Um levantamento recente da Organização para a Cooperação e Desenvolvimento Econômico (OCDE) revela um cenário preocupante nas escolas brasileiras: professores perdem, em média, 21% do tempo de aula tentando manter a disciplina. Isso significa que, a cada cinco horas de aula, uma hora é consumida por interrupções e tentativas de restabelecer a ordem. Os dados são provenientes da Pesquisa Internacional sobre Ensino e Aprendizagem (TALIS) 2024, divulgada nesta segunda-feira (6).
O estudo, que ouviu professores e diretores do ensino fundamental (6º ao 9º ano) em 53 países, demonstra que o Brasil está acima da média dos países membros da OCDE, onde o tempo perdido com indisciplina é de 15%. Além disso, a pesquisa aponta para um aumento de 2 pontos percentuais nesse índice entre 2018 e 2024, tanto no Brasil quanto nos países da organização.
“Quase a metade dos professores brasileiros (44%) relatam que são bastante interrompidos pelos alunos”, destaca o estudo. Esse percentual é mais do que o dobro da média da OCDE, que registra 18% de interrupções frequentes. A situação impacta diretamente a qualidade do ensino e o bem-estar dos docentes.
A pesquisa TALIS 2024 também investigou o impacto da profissão na saúde dos professores. No Brasil, 16% dos docentes relatam que a docência afeta negativamente sua saúde mental, enquanto a média da OCDE é de 10%. Quanto à saúde física, 12% dos professores brasileiros percebem um impacto negativo, em comparação com 8% nos países da OCDE.

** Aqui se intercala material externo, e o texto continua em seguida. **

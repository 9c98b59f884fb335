//! Request/response relay between the background, content and presentation
//! contexts.
//!
//! Every context is a task that owns its state and is reached only through a
//! [`ContextHandle`]. Each request travels in an [`Envelope`] together with a
//! oneshot reply channel; answering a requester that went away is ignored.

pub mod background;
pub mod content;
pub mod messages;
pub mod session;

use std::{fmt, time::Duration};

use thiserror::Error;
use tokio::sync::{broadcast, mpsc, oneshot};
use uuid::Uuid;

pub use background::{Background, BackgroundHandle, Tab, TabHost};
pub use content::{ContentHandle, ContentScript};
pub use messages::{
    BackgroundRequest, BackgroundResponse, ContentRequest, ContentResponse, VideoData, VideoDetails,
};
pub use session::BrowserSession;

#[derive(Debug, Error)]
pub enum RelayError {
    #[error("Could not deliver message to {context}: receiving end is closed")]
    Delivery { context: &'static str },

    #[error("{context} dropped the request without responding")]
    NoResponse { context: &'static str },

    #[error("Script injection failed: {reason}")]
    InjectionFailed { reason: String },

    #[error("Unexpected response from {context}")]
    UnexpectedResponse { context: &'static str },
}

#[derive(Debug, Clone)]
pub struct RelayConfig {
    /// Wait between making sure the content context exists and messaging it
    pub settle_delay: Duration,
    pub inbox_capacity: usize,
}

impl Default for RelayConfig {
    fn default() -> Self {
        Self {
            settle_delay: Duration::from_millis(500),
            inbox_capacity: 16,
        }
    }
}

pub struct Envelope<Req, Resp> {
    pub id: Uuid,
    pub request: Req,
    pub reply: oneshot::Sender<Resp>,
}

/// An isolated execution context answering typed requests.
pub trait Context: Send + Sized + 'static {
    const CONTEXT_ID: &'static str;
    type Request: fmt::Debug + Send + 'static;
    type Response: Send + 'static;

    fn handle(&mut self, request: Self::Request) -> impl Future<Output = Self::Response> + Send;

    fn run(
        mut self,
        mut inbox: mpsc::Receiver<Envelope<Self::Request, Self::Response>>,
        mut shutdown: broadcast::Receiver<()>,
    ) -> impl Future<Output = ()> + Send {
        async move {
            loop {
                tokio::select! {
                    _ = shutdown.recv() => {
                        tracing::debug!(context = Self::CONTEXT_ID, "Shutting down");
                        return;
                    }
                    envelope = inbox.recv() => match envelope {
                        Some(Envelope { id, request, reply }) => {
                            tracing::debug!(context = Self::CONTEXT_ID, %id, ?request, "Handling request");
                            let response = self.handle(request).await;
                            if reply.send(response).is_err() {
                                tracing::debug!(context = Self::CONTEXT_ID, %id, "Requester went away");
                            }
                        }
                        None => return,
                    },
                }
            }
        }
    }
}

pub struct ContextHandle<Req, Resp> {
    context: &'static str,
    tx: mpsc::Sender<Envelope<Req, Resp>>,
}

impl<Req, Resp> Clone for ContextHandle<Req, Resp> {
    fn clone(&self) -> Self {
        Self {
            context: self.context,
            tx: self.tx.clone(),
        }
    }
}

impl<Req, Resp> ContextHandle<Req, Resp> {
    pub async fn request(&self, request: Req) -> Result<Resp, RelayError> {
        let (reply, response) = oneshot::channel();
        let envelope = Envelope {
            id: Uuid::new_v4(),
            request,
            reply,
        };

        self.tx
            .send(envelope)
            .await
            .map_err(|_| RelayError::Delivery {
                context: self.context,
            })?;

        response.await.map_err(|_| RelayError::NoResponse {
            context: self.context,
        })
    }

    pub fn is_closed(&self) -> bool {
        self.tx.is_closed()
    }
}

/// Start `context` on its own task.
pub fn spawn_context<C: Context>(
    context: C,
    capacity: usize,
    shutdown: broadcast::Receiver<()>,
) -> ContextHandle<C::Request, C::Response> {
    let (tx, rx) = mpsc::channel(capacity);
    tokio::spawn(context.run(rx, shutdown));
    ContextHandle {
        context: C::CONTEXT_ID,
        tx,
    }
}
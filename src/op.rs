//! Cart mutation model and the tool-call request it turns into.

use serde::{Deserialize, Serialize};
use serde_json::{json, Value};

use crate::{item::ItemDraft, types::{LineKey, SessionId}};

/// `action_type` sent with every tool request.
pub const ACTION_TYPE_TOOL: &str = "tool_call";

/// Tool names understood by the backend.
pub mod tools {
    /// Add or increment a line.
    pub const ADD_TO_CART: &str = "add_to_cart";
    /// Remove a line.
    pub const REMOVE_FROM_CART: &str = "remove_from_cart";
    /// Set a line's quantity; zero removes.
    pub const SET_CART_QUANTITY: &str = "set_cart_quantity";
    /// Empty the cart.
    pub const CLEAR_CART: &str = "clear_cart";
    /// Fetch the authoritative snapshot.
    pub const GET_CART_STATE: &str = "get_cart_state";
}

/// A single optimistic cart mutation.
#[derive(Debug, Clone, PartialEq)]
pub enum CartOp {
    /// Increment a line, or append it when absent.
    Add {
        /// Line to add.
        draft: ItemDraft,
    },
    /// Drop a line.
    Remove {
        /// Line to drop.
        key: LineKey,
    },
    /// Overwrite a line's quantity. Values `<= 0` remove the line.
    SetQuantity {
        /// Line to change.
        key: LineKey,
        /// New quantity.
        quantity: i64,
    },
    /// Drop every line.
    Clear,
}

impl CartOp {
    /// Backend tool that confirms this mutation.
    pub fn tool_name(&self) -> &'static str {
        match self {
            Self::Add { .. } => tools::ADD_TO_CART,
            Self::Remove { .. } => tools::REMOVE_FROM_CART,
            Self::SetQuantity { .. } => tools::SET_CART_QUANTITY,
            Self::Clear => tools::CLEAR_CART,
        }
    }

    /// Line touched by this mutation, if it targets a single line.
    pub fn key(&self) -> Option<LineKey> {
        match self {
            Self::Add { draft } => Some(draft.key()),
            Self::Remove { key } | Self::SetQuantity { key, .. } => Some(key.clone()),
            Self::Clear => None,
        }
    }

    /// Tool parameters for the backend call.
    pub fn params(&self) -> Value {
        match self {
            Self::Add { draft } => json!({
                "product_id": draft.product_id,
                "variant_id": draft.variant_id,
                "quantity": draft.quantity,
            }),
            Self::Remove { key } => json!({
                "product_id": key.product_id,
                "variant_id": key.variant_id,
            }),
            Self::SetQuantity { key, quantity } => json!({
                "product_id": key.product_id,
                "variant_id": key.variant_id,
                "quantity": (*quantity).max(0),
            }),
            Self::Clear => json!({}),
        }
    }

    /// Full tool request for `session_id`.
    pub fn to_request(&self, session_id: &SessionId) -> ToolRequest {
        ToolRequest::new(self.tool_name(), self.params(), session_id.clone())
    }
}

/// Body of a tool invocation against the backend.
#[derive(Debug, Clone, PartialEq, Serialize, Deserialize)]
pub struct ToolRequest {
    /// Always [`ACTION_TYPE_TOOL`] for requests built here.
    pub action_type: String,
    /// Tool to invoke.
    pub tool_name: String,
    /// Tool arguments.
    pub params: Value,
    /// Cart session.
    pub session_id: SessionId,
}

impl ToolRequest {
    /// Builds a tool-call request.
    pub fn new(tool_name: &str, params: Value, session_id: SessionId) -> Self {
        Self {
            action_type: ACTION_TYPE_TOOL.to_string(),
            tool_name: tool_name.to_string(),
            params,
            session_id,
        }
    }

    /// Request for the authoritative cart snapshot.
    pub fn get_cart_state(session_id: SessionId) -> Self {
        Self::new(tools::GET_CART_STATE, json!({}), session_id)
    }

    /// Reads a string parameter.
    pub fn str_param(&self, name: &str) -> Option<&str> {
        self.params.get(name).and_then(Value::as_str)
    }

    /// Reads an integer parameter.
    pub fn int_param(&self, name: &str) -> Option<i64> {
        self.params.get(name).and_then(Value::as_i64)
    }
}
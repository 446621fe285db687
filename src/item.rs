//! Cart line records, drafts, and the server snapshot shape.

use serde::{Deserialize, Serialize};

use crate::{
    core::display::{display_for, DisplayMeta},
    types::{LineKey, ProductId, VariantId},
};

/// One line of the local, optimistic cart.
#[derive(Debug, Clone, PartialEq, Serialize, Deserialize)]
pub struct CartItem {
    /// Product id.
    pub product_id: ProductId,
    /// Variant id.
    pub variant_id: VariantId,
    /// Product display name.
    pub name: String,
    /// Variant label ("Medium", "128GB").
    pub variant: String,
    /// Unit price captured when the line was created or last synced.
    pub unit_price: f64,
    /// Quantity, always at least 1 while the line exists.
    pub quantity: u32,
    /// Optional product image.
    pub image_url: Option<String>,
    /// Client-only presentation metadata.
    pub display: DisplayMeta,
}

impl CartItem {
    /// Key identifying this line.
    pub fn key(&self) -> LineKey {
        LineKey::new(self.product_id.clone(), self.variant_id.clone())
    }

    /// Returns true when this line belongs to `key`.
    pub fn matches(&self, key: &LineKey) -> bool {
        self.product_id == key.product_id && self.variant_id == key.variant_id
    }

    /// `unit_price * quantity`.
    pub fn line_total(&self) -> f64 {
        self.unit_price * f64::from(self.quantity)
    }
}

/// Payload for adding a product to the cart.
#[derive(Debug, Clone, PartialEq)]
pub struct ItemDraft {
    /// Product id.
    pub product_id: ProductId,
    /// Variant id.
    pub variant_id: VariantId,
    /// Product display name.
    pub name: String,
    /// Variant label.
    pub variant: String,
    /// Unit price shown to the user at add time.
    pub unit_price: f64,
    /// Quantity to add.
    pub quantity: u32,
    /// Optional product image.
    pub image_url: Option<String>,
}

impl ItemDraft {
    /// Minimal draft; name and variant label default to the ids.
    pub fn new(
        product_id: impl Into<ProductId>,
        variant_id: impl Into<VariantId>,
        unit_price: f64,
        quantity: u32,
    ) -> Self {
        let product_id = product_id.into();
        let variant_id = variant_id.into();
        Self {
            name: product_id.clone(),
            variant: variant_id.clone(),
            product_id,
            variant_id,
            unit_price,
            quantity,
            image_url: None,
        }
    }

    /// Key of the line this draft lands on.
    pub fn key(&self) -> LineKey {
        LineKey::new(self.product_id.clone(), self.variant_id.clone())
    }

    /// Materializes a fresh cart line.
    pub fn into_item(self) -> CartItem {
        let display = display_for(&self.product_id);
        CartItem {
            product_id: self.product_id,
            variant_id: self.variant_id,
            name: self.name,
            variant: self.variant,
            unit_price: self.unit_price,
            quantity: self.quantity,
            image_url: self.image_url,
            display,
        }
    }
}

/// Line entry as returned by the `get_cart_state` tool.
#[derive(Debug, Clone, PartialEq, Serialize, Deserialize)]
pub struct ServerCartLine {
    /// Product id.
    pub product_id: ProductId,
    /// Variant id.
    pub variant_id: VariantId,
    /// Product display name.
    #[serde(default)]
    pub name: String,
    /// Variant label.
    #[serde(default)]
    pub variant: String,
    /// Unit price.
    #[serde(default)]
    pub price: f64,
    /// Quantity.
    pub quantity: u32,
    /// Image url; the server sends an empty string when there is none.
    #[serde(default)]
    pub image_url: Option<String>,
}

impl ServerCartLine {
    /// Converts to a local line, re-deriving display metadata.
    pub fn into_item(self) -> CartItem {
        let display = display_for(&self.product_id);
        CartItem {
            product_id: self.product_id,
            variant_id: self.variant_id,
            name: self.name,
            variant: self.variant,
            unit_price: self.price,
            quantity: self.quantity,
            image_url: self.image_url.filter(|url| !url.is_empty()),
            display,
        }
    }
}

/// Authoritative cart as reported by the server.
#[derive(Debug, Clone, PartialEq, Default, Serialize, Deserialize)]
pub struct CartSnapshot {
    /// Lines in server order.
    #[serde(default)]
    pub items: Vec<ServerCartLine>,
    /// Server-computed total.
    #[serde(default)]
    pub total: f64,
}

Apesar dos desafios, a pesquisa revela que 87% dos professores brasileiros se dizem satisfeitos com o trabalho, um índice próximo da média da OCDE (89%). Contudo, a valorização da profissão ainda é um ponto crítico: apenas 14% dos professores brasileiros acreditam que são valorizados na sociedade, um percentual inferior à média da OCDE (22%).